Go through the records and copy each line where the string "window" occurs.

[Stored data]
****************

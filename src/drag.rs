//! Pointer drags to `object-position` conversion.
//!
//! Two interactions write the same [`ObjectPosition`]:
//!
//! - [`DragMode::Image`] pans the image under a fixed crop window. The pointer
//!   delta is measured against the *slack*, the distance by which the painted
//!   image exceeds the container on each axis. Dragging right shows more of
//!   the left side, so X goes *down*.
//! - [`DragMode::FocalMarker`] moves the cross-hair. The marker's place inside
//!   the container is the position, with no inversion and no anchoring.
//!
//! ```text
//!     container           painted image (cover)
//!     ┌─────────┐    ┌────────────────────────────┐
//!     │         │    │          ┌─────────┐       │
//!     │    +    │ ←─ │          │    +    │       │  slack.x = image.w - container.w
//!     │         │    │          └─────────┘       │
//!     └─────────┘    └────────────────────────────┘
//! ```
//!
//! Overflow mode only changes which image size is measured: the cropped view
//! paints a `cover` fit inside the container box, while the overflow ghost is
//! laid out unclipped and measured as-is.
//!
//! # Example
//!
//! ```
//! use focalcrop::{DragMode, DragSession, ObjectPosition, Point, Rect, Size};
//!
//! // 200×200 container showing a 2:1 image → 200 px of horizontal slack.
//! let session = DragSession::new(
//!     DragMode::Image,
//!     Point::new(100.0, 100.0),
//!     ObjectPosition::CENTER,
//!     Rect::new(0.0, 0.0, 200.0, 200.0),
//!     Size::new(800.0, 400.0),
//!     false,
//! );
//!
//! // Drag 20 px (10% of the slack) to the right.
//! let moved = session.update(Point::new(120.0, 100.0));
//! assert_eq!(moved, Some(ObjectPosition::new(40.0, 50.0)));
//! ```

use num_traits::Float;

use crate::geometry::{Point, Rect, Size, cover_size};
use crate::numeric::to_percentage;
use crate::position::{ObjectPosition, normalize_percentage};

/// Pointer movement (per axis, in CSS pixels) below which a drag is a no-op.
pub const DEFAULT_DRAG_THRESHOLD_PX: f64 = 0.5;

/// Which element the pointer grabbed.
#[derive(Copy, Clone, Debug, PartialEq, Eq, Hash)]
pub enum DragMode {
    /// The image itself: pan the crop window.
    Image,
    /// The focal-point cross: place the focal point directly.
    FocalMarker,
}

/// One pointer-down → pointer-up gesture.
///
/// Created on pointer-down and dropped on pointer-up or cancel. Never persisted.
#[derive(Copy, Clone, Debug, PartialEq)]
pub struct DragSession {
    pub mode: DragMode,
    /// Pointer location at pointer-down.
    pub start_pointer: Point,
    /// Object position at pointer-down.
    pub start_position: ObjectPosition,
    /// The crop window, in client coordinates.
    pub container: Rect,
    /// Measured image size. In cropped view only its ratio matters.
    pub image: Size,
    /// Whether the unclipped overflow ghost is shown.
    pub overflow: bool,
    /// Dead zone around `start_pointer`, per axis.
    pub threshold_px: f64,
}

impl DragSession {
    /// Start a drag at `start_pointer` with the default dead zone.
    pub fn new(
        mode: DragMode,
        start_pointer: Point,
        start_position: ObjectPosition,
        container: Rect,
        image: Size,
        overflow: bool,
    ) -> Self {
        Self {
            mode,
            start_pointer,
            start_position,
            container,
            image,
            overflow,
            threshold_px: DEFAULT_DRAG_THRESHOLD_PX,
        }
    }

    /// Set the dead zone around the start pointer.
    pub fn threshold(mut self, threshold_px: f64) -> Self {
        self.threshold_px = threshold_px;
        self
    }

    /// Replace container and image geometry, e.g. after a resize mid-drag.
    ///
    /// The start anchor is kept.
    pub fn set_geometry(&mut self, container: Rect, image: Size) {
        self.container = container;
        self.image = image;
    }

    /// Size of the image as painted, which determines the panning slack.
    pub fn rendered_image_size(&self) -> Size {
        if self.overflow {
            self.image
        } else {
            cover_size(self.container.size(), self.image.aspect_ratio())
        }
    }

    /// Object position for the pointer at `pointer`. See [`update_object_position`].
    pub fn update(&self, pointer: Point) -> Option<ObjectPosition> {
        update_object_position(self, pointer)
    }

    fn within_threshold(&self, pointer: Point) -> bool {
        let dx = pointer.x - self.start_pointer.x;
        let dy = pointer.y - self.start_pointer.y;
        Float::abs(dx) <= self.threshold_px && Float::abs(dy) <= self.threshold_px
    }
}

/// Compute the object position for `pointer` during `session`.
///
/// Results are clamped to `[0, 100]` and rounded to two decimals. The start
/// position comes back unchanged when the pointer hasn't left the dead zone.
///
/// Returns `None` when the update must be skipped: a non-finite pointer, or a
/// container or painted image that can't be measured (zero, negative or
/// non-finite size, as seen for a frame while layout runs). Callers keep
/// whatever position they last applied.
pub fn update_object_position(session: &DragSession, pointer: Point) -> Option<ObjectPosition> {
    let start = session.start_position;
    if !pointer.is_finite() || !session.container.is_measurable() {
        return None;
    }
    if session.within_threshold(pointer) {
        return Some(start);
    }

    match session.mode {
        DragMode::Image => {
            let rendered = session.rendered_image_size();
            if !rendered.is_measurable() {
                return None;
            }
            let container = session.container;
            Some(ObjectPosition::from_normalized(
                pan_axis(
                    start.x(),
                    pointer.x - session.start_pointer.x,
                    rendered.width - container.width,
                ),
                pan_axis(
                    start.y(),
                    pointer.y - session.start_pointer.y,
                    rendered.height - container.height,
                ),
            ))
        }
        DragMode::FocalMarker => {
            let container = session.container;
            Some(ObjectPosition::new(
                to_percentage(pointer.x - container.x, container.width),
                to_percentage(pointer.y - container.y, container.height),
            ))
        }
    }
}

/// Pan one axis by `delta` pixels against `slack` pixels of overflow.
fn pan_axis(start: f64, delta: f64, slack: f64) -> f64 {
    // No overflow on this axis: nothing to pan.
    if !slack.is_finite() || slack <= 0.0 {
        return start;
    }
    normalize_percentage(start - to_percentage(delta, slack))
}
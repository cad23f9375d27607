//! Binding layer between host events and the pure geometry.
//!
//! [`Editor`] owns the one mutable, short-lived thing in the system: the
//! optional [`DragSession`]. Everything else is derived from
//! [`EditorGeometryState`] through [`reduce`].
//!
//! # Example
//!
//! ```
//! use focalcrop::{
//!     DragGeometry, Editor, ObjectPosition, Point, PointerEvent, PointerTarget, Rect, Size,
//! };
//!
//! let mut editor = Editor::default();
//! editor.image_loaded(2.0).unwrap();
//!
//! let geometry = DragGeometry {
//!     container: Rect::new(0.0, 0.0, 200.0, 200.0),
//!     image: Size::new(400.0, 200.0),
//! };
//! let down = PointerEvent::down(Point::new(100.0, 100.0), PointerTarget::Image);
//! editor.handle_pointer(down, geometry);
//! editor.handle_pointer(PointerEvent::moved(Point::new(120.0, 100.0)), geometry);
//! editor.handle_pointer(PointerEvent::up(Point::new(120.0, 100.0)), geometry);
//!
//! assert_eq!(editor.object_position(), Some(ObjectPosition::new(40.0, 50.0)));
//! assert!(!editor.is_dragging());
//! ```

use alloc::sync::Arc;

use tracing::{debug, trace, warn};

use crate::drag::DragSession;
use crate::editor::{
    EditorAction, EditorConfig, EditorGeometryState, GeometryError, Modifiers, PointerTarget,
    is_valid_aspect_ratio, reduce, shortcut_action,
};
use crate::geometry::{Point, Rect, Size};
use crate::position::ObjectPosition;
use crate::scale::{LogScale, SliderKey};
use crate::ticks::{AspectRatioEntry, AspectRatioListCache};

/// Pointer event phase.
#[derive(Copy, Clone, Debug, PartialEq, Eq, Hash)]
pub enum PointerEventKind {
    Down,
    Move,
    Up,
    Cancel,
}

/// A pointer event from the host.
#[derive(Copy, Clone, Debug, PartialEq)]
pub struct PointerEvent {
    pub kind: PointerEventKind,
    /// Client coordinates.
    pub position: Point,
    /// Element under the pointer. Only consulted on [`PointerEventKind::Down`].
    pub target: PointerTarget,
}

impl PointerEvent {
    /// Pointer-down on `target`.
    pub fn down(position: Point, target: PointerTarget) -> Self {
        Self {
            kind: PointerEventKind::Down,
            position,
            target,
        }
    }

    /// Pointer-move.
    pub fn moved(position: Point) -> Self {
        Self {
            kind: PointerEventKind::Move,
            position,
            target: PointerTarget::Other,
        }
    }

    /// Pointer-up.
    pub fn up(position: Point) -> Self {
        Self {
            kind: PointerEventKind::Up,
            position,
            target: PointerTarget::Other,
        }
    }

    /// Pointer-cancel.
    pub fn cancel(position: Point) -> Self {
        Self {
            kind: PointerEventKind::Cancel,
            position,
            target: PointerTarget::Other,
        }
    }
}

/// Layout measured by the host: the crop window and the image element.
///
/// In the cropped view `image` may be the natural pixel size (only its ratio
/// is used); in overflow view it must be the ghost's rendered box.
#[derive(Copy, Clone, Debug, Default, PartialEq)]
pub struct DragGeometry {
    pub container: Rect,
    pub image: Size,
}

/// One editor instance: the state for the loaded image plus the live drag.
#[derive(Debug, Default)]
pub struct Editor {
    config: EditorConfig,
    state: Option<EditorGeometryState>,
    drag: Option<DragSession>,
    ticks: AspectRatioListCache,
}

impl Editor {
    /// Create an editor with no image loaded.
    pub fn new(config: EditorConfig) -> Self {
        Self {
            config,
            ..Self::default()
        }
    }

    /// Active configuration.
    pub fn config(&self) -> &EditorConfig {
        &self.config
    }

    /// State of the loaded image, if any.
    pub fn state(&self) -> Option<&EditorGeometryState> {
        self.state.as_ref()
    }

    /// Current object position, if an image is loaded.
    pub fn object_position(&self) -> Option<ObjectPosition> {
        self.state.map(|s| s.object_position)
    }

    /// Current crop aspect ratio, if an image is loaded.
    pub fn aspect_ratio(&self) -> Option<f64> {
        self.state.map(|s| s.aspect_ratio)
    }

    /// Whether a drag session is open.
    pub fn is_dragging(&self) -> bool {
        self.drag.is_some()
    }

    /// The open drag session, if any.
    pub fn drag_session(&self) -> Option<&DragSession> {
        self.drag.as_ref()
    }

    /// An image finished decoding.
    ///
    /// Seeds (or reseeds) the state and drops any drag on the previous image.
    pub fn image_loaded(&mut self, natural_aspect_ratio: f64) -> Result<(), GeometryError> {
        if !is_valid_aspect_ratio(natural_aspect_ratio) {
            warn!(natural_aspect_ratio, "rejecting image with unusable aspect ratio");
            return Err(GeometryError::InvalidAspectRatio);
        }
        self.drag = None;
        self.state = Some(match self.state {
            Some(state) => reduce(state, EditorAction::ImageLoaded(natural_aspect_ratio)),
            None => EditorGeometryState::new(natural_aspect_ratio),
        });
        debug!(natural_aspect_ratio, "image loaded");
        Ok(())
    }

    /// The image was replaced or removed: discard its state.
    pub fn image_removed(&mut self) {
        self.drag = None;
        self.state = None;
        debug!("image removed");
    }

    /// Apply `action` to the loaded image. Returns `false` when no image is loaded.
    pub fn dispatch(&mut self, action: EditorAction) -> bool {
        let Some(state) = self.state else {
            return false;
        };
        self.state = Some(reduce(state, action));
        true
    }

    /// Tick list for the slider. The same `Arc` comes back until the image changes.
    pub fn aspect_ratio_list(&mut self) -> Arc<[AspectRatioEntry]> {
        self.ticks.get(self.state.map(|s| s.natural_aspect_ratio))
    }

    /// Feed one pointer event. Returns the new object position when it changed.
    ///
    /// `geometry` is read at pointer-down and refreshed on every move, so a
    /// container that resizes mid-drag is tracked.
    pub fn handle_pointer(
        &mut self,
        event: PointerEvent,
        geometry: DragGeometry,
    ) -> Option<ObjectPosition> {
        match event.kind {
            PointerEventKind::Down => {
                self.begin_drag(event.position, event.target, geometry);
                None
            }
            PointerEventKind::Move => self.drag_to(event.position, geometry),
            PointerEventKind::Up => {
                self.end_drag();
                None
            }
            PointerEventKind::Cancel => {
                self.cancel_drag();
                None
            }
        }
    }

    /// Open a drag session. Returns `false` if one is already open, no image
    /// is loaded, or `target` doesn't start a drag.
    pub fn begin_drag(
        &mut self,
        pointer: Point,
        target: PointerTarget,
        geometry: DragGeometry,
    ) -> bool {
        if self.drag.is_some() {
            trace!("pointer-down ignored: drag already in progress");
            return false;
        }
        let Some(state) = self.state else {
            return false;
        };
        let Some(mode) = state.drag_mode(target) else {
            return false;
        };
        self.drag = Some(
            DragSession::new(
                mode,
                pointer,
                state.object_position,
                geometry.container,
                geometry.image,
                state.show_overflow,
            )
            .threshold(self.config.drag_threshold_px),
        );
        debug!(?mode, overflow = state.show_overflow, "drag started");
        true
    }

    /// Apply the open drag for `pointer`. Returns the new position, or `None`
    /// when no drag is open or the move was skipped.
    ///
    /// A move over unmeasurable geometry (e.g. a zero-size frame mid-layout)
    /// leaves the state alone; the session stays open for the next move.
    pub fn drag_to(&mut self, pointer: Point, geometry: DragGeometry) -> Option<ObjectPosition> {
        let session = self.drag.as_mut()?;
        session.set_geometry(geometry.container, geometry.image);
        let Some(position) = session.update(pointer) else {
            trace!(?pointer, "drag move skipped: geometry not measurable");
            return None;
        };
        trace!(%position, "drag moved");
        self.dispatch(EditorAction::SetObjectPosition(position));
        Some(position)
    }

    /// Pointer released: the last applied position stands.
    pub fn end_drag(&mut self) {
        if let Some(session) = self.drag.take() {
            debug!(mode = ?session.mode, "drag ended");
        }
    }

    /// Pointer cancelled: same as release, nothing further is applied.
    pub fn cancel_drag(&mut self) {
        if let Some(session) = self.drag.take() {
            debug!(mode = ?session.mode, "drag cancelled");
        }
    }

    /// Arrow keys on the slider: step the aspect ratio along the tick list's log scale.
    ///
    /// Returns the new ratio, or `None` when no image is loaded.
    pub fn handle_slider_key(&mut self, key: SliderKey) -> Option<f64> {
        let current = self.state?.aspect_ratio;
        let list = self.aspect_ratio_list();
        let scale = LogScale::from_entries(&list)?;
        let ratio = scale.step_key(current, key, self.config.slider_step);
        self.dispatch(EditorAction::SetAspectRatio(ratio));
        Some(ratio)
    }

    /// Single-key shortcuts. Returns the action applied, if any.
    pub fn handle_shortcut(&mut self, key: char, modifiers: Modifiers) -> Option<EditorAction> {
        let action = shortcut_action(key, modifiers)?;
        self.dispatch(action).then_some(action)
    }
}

****************

**Answer space**.
//! - [`DragMode::Image`] pans the image under a fixed crop window. The pointer
    /// The image itself: pan the crop window.
    /// The crop window, in client coordinates.
/// Layout measured by the host: the crop window and the image element.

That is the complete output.